How many separate lines of the data contain "title"? Give the count and nothing else.

::: Provided data :::

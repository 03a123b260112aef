//! Interface differ (C6, §4.3)
//!
//! Pure, synchronous comparison of two ABIs by selector/topic0 identity.

use crate::types::{Abi, AnalyzerOutcome, Confidence, Finding, FunctionSig, Location, Severity};
use serde_json::json;
use std::collections::{BTreeMap, HashMap, HashSet};

pub fn diff(old_abi: &Abi, new_abi: &Abi) -> AnalyzerOutcome {
    let mut findings = Vec::new();

    let new_by_selector: HashMap<_, &FunctionSig> = new_abi.functions.iter().map(|f| (f.selector, f)).collect();
    let old_selectors: HashSet<_> = old_abi.functions.iter().map(|f| f.selector).collect();

    for f_old in &old_abi.functions {
        match new_by_selector.get(&f_old.selector) {
            None => {
                if let Some(f_new) = new_abi.functions.iter().find(|f| f.name == f_old.name) {
                    findings.push(finding_abi_003(f_old, f_new));
                } else {
                    findings.push(finding_abi_001(f_old));
                }
            }
            Some(f_new) => {
                if f_new.outputs != f_old.outputs {
                    findings.push(finding_abi_004(f_old, f_new));
                }
            }
        }
    }

    let mut seen_new_selectors = HashSet::new();
    for f_new in &new_abi.functions {
        if !seen_new_selectors.insert(f_new.selector) {
            findings.push(finding_abi_002(f_new));
        }
    }

    for f_new in &new_abi.functions {
        if !old_selectors.contains(&f_new.selector) {
            findings.push(finding_abi_005(f_new));
        }
    }

    let new_events_by_topic0: HashMap<_, _> = new_abi.events.iter().map(|e| (e.topic0, e)).collect();
    for e_old in &old_abi.events {
        if new_events_by_topic0.contains_key(&e_old.topic0) {
            continue;
        }
        if new_abi.events.iter().any(|e| e.name == e_old.name) {
            findings.push(finding_abi_006(&e_old.name));
        } else {
            findings.push(finding_abi_007(&e_old.name));
        }
    }

    AnalyzerOutcome::Completed { findings }
}

fn finding_abi_001(f_old: &FunctionSig) -> Finding {
    let mut details = BTreeMap::new();
    details.insert("selector".to_string(), json!(alloy::hex::encode(f_old.selector)));
    Finding {
        code: "ABI-001".to_string(),
        severity: Severity::High,
        confidence: Confidence::High,
        title: "Function selector removed".to_string(),
        description: format!("'{}' (selector 0x{}) no longer exists in the new interface.", f_old.canonical_signature(), alloy::hex::encode(f_old.selector)),
        details,
        location: Some(Location {
            contract: None,
            function: Some(f_old.name.clone()),
            slot: None,
            offset: None,
        }),
        remediation: "Restore the function or document the breaking interface change to callers.".to_string(),
    }
}

fn finding_abi_002(f_new: &FunctionSig) -> Finding {
    let mut details = BTreeMap::new();
    details.insert("selector".to_string(), json!(alloy::hex::encode(f_new.selector)));
    Finding {
        code: "ABI-002".to_string(),
        severity: Severity::Critical,
        confidence: Confidence::High,
        title: "Selector collision".to_string(),
        description: format!("Selector 0x{} is shared by more than one function in the new interface.", alloy::hex::encode(f_new.selector)),
        details,
        location: Some(Location {
            contract: None,
            function: Some(f_new.name.clone()),
            slot: None,
            offset: None,
        }),
        remediation: "Rename one of the colliding functions so their selectors differ.".to_string(),
    }
}

fn finding_abi_003(f_old: &FunctionSig, f_new: &FunctionSig) -> Finding {
    let mut details = BTreeMap::new();
    details.insert("old_signature".to_string(), json!(f_old.canonical_signature()));
    details.insert("new_signature".to_string(), json!(f_new.canonical_signature()));
    Finding {
        code: "ABI-003".to_string(),
        severity: Severity::High,
        confidence: Confidence::Medium,
        title: "Function signature changed".to_string(),
        description: format!(
            "'{}' changed signature to '{}'; callers encoding the old signature will revert.",
            f_old.canonical_signature(),
            f_new.canonical_signature()
        ),
        details,
        location: Some(Location {
            contract: None,
            function: Some(f_old.name.clone()),
            slot: None,
            offset: None,
        }),
        remediation: "Keep the original parameter types or provide a migration path for callers.".to_string(),
    }
}

fn finding_abi_004(f_old: &FunctionSig, f_new: &FunctionSig) -> Finding {
    let mut details = BTreeMap::new();
    details.insert("old_outputs".to_string(), json!(f_old.outputs));
    details.insert("new_outputs".to_string(), json!(f_new.outputs));
    Finding {
        code: "ABI-004".to_string(),
        severity: Severity::Medium,
        confidence: Confidence::High,
        title: "Return type changed".to_string(),
        description: format!("'{}' changed its return types.", f_old.canonical_signature()),
        details,
        location: Some(Location {
            contract: None,
            function: Some(f_old.name.clone()),
            slot: None,
            offset: None,
        }),
        remediation: "Confirm existing integrations decode the new return shape correctly.".to_string(),
    }
}

fn finding_abi_005(f_new: &FunctionSig) -> Finding {
    Finding {
        code: "ABI-005".to_string(),
        severity: Severity::Low,
        confidence: Confidence::High,
        title: "New function added".to_string(),
        description: format!("'{}' is new in this implementation.", f_new.canonical_signature()),
        details: BTreeMap::new(),
        location: Some(Location {
            contract: None,
            function: Some(f_new.name.clone()),
            slot: None,
            offset: None,
        }),
        remediation: "No action required; informational.".to_string(),
    }
}

fn finding_abi_006(name: &str) -> Finding {
    Finding {
        code: "ABI-006".to_string(),
        severity: Severity::High,
        confidence: Confidence::Medium,
        title: "Event signature changed".to_string(),
        description: format!("Event '{name}' changed signature; off-chain indexers keyed on the old topic0 will stop matching."),
        details: BTreeMap::new(),
        location: Some(Location {
            contract: None,
            function: Some(name.to_string()),
            slot: None,
            offset: None,
        }),
        remediation: "Keep the original event parameter types, or coordinate an indexer migration.".to_string(),
    }
}

fn finding_abi_007(name: &str) -> Finding {
    Finding {
        code: "ABI-007".to_string(),
        severity: Severity::Medium,
        confidence: Confidence::High,
        title: "Event removed".to_string(),
        description: format!("Event '{name}' no longer exists in the new interface."),
        details: BTreeMap::new(),
        location: Some(Location {
            contract: None,
            function: Some(name.to_string()),
            slot: None,
            offset: None,
        }),
        remediation: "Restore the event if off-chain consumers still depend on it.".to_string(),
    }
}

#[cfg(test)]
mod tests {
    use super::*;
    use crate::types::{selector_of, topic0_of, EventSig, Mutability};

    fn func(name: &str, inputs: &[&str], outputs: &[&str]) -> FunctionSig {
        let inputs: Vec<String> = inputs.iter().map(|s| s.to_string()).collect();
        let sig = format!("{}({})", name, inputs.join(","));
        FunctionSig {
            selector: selector_of(&sig),
            name: name.to_string(),
            inputs,
            outputs: outputs.iter().map(|s| s.to_string()).collect(),
            mutability: Mutability::Nonpayable,
        }
    }

    fn event(name: &str, inputs: &[(&str, bool)]) -> EventSig {
        let types: Vec<String> = inputs.iter().map(|(t, _)| t.to_string()).collect();
        let sig = format!("{}({})", name, types.join(","));
        EventSig {
            topic0: topic0_of(&sig),
            name: name.to_string(),
            inputs: inputs.iter().map(|(t, i)| (t.to_string(), *i)).collect(),
        }
    }

    #[test]
    fn selector_removed_without_rename_emits_abi_001() {
        let old = Abi {
            functions: vec![func("balanceOf", &["address"], &["uint256"])],
            events: vec![],
        };
        let new = Abi {
            functions: vec![],
            events: vec![],
        };
        let outcome = diff(&old, &new);
        assert_eq!(outcome.findings()[0].code, "ABI-001");
    }

    #[test]
    fn same_name_different_signature_emits_abi_003_not_001() {
        let old = Abi {
            functions: vec![func("transfer", &["address", "uint256"], &["bool"])],
            events: vec![],
        };
        let new = Abi {
            functions: vec![func("transfer", &["address", "uint256", "bytes"], &["bool"])],
            events: vec![],
        };
        let outcome = diff(&old, &new);
        let codes: Vec<&str> = outcome.findings().iter().map(|f| f.code.as_str()).collect();
        assert!(codes.contains(&"ABI-003"));
        assert!(!codes.contains(&"ABI-001"));
    }

    #[test]
    fn duplicate_selector_in_new_emits_abi_002() {
        let a = func("foo", &[], &[]);
        let mut b = func("bar", &[], &[]);
        b.selector = a.selector;
        let new = Abi {
            functions: vec![a, b],
            events: vec![],
        };
        let old = Abi {
            functions: vec![],
            events: vec![],
        };
        let outcome = diff(&old, &new);
        assert!(outcome.findings().iter().any(|f| f.code == "ABI-002"));
    }

    #[test]
    fn event_removed_emits_abi_007() {
        let old = Abi {
            functions: vec![],
            events: vec![event("Transfer", &[("address", true), ("address", true), ("uint256", false)])],
        };
        let new = Abi {
            functions: vec![],
            events: vec![],
        };
        let outcome = diff(&old, &new);
        assert_eq!(outcome.findings()[0].code, "ABI-007");
    }
}
//! Error types for upgrade-safety analysis
//!
//! This module defines the error taxonomy at the engine boundary (§7):
//! - Typed errors that abort the whole analysis (`AnalysisError`)
//! - The oracle and chain adapter error kinds that feed into it
//!
//! Findings are never errors: a well-formed `Unsafe` verdict is a normal
//! output. Errors inside an individual analyzer (C5-C9) are trapped by the
//! orchestrator and recorded as `AnalyzerOutcome::Errored` on that analyzer
//! alone -- they never reach this type.

use thiserror::Error;

/// Top-level error type surfaced by the engine entry point.
///
/// Encompasses every way the analysis can abort before producing an
/// `EngineResult`, providing a single error surface for callers (and for
/// the CLI wrapper's exit-code mapping, §6.4).
#[derive(Debug, Error)]
pub enum AnalysisError {
    /// The artifact oracle's health probe failed.
    #[error("toolchain unavailable: {0}")]
    ToolchainUnavailable(#[from] OracleUnavailable),

    /// A missing/malformed path, malformed address, or missing required option.
    #[error("invalid input: {0}")]
    InputInvalid(String),

    /// Auto-detection of the contract name inside a multi-contract artifact
    /// produced no unique answer.
    #[error("ambiguous contract: {0}")]
    ContractAmbiguous(String),

    /// The toolchain's `build` or `fetch_*` step failed; carries its
    /// diagnostic text verbatim.
    #[error("toolchain failure: {diagnostics}")]
    ToolchainFailure { diagnostics: String },

    /// Errors from the chain adapter (C2) reaching C3 abort the entire analysis.
    #[error("chain adapter error: {0}")]
    Chain(#[from] ChainError),

    /// Any unanticipated failure inside the engine.
    #[error("unexpected error: {0}")]
    Unexpected(String),
}

/// Why the artifact oracle's health probe failed.
#[derive(Debug, Error)]
pub enum OracleUnavailable {
    #[error("toolchain binary not found on PATH: {0}")]
    BinaryNotFound(String),

    #[error("toolchain probe exited non-zero: {0}")]
    ProbeFailed(String),
}

/// Errors reading storage slots or code from the chain adapter (C2).
#[derive(Debug, Error)]
pub enum ChainError {
    #[error("failed to read storage slot {slot} of {address}: {reason}")]
    StorageRead {
        address: String,
        slot: String,
        reason: String,
    },

    #[error("failed to read code of {address}: {reason}")]
    CodeRead { address: String, reason: String },

    #[error("malformed RPC endpoint: {0}")]
    InvalidEndpoint(String),
}

/// Errors from the artifact oracle (C1): build and artifact inspection.
#[derive(Debug, Error)]
pub enum OracleError {
    /// The health probe (§4.8 step 1) failed to spawn or exited non-zero.
    #[error("toolchain unavailable: {0}")]
    Unavailable(#[from] OracleUnavailable),

    #[error("artifact missing for {contract} at {path}")]
    ArtifactMissing { path: String, contract: String },

    #[error("toolchain error: {0}")]
    ToolchainError(String),

    #[error("build failed: {diagnostics}")]
    BuildFailed { diagnostics: String },

    #[error("ambiguous contract in {path}: candidates {candidates:?}")]
    ContractAmbiguous { path: String, candidates: Vec<String> },
}

impl From<OracleError> for AnalysisError {
    fn from(err: OracleError) -> Self {
        match err {
            OracleError::Unavailable(unavailable) => AnalysisError::ToolchainUnavailable(unavailable),
            OracleError::ArtifactMissing { path, contract } => AnalysisError::ToolchainFailure {
                diagnostics: format!("artifact missing for {contract} at {path}"),
            },
            OracleError::ToolchainError(message) => AnalysisError::ToolchainFailure { diagnostics: message },
            OracleError::BuildFailed { diagnostics } => AnalysisError::ToolchainFailure { diagnostics },
            OracleError::ContractAmbiguous { path, candidates } => {
                AnalysisError::ContractAmbiguous(format!("{path}: candidates {candidates:?}"))
            }
        }
    }
}

/// An analyzer's internal failure, trapped by the orchestrator and never
/// allowed to propagate past the call site that runs that one analyzer.
#[derive(Debug, Error)]
pub enum AnalyzerError {
    #[error("analyzer panicked: {0}")]
    Panicked(String),

    #[error("{0}")]
    Failed(String),
}

impl AnalyzerError {
    /// Builds a `Panicked` variant from a `std::panic::catch_unwind` payload.
    pub fn from_panic_payload(payload: Box<dyn std::any::Any + Send>) -> Self {
        let message = payload
            .downcast_ref::<&str>()
            .map(|s| s.to_string())
            .or_else(|| payload.downcast_ref::<String>().cloned())
            .unwrap_or_else(|| "non-string panic payload".to_string());
        AnalyzerError::Panicked(message)
    }
}

#[cfg(test)]
mod tests {
    use super::*;

    #[test]
    fn oracle_error_maps_to_toolchain_failure() {
        let err = OracleError::BuildFailed {
            diagnostics: "compile error".to_string(),
        };
        let mapped: AnalysisError = err.into();
        assert!(matches!(mapped, AnalysisError::ToolchainFailure { .. }));
    }

    #[test]
    fn probe_failure_maps_to_toolchain_unavailable() {
        let err = OracleError::Unavailable(OracleUnavailable::BinaryNotFound("forge".to_string()));
        let mapped: AnalysisError = err.into();
        assert!(matches!(mapped, AnalysisError::ToolchainUnavailable(_)));
    }

    #[test]
    fn panic_payload_with_str_message_is_captured() {
        let payload: Box<dyn std::any::Any + Send> = Box::new("boom");
        let err = AnalyzerError::from_panic_payload(payload);
        assert!(matches!(err, AnalyzerError::Panicked(ref m) if m == "boom"));
    }

    #[test]
    fn ambiguous_contract_carries_candidates() {
        let err = OracleError::ContractAmbiguous {
            path: "src/Foo.sol".to_string(),
            candidates: vec!["Foo".to_string(), "Bar".to_string()],
        };
        let mapped: AnalysisError = err.into();
        match mapped {
            AnalysisError::ContractAmbiguous(msg) => {
                assert!(msg.contains("Foo"));
                assert!(msg.contains("Bar"));
            }
            _ => panic!("expected ContractAmbiguous"),
        }
    }
}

:::

Solution for this exercise: 7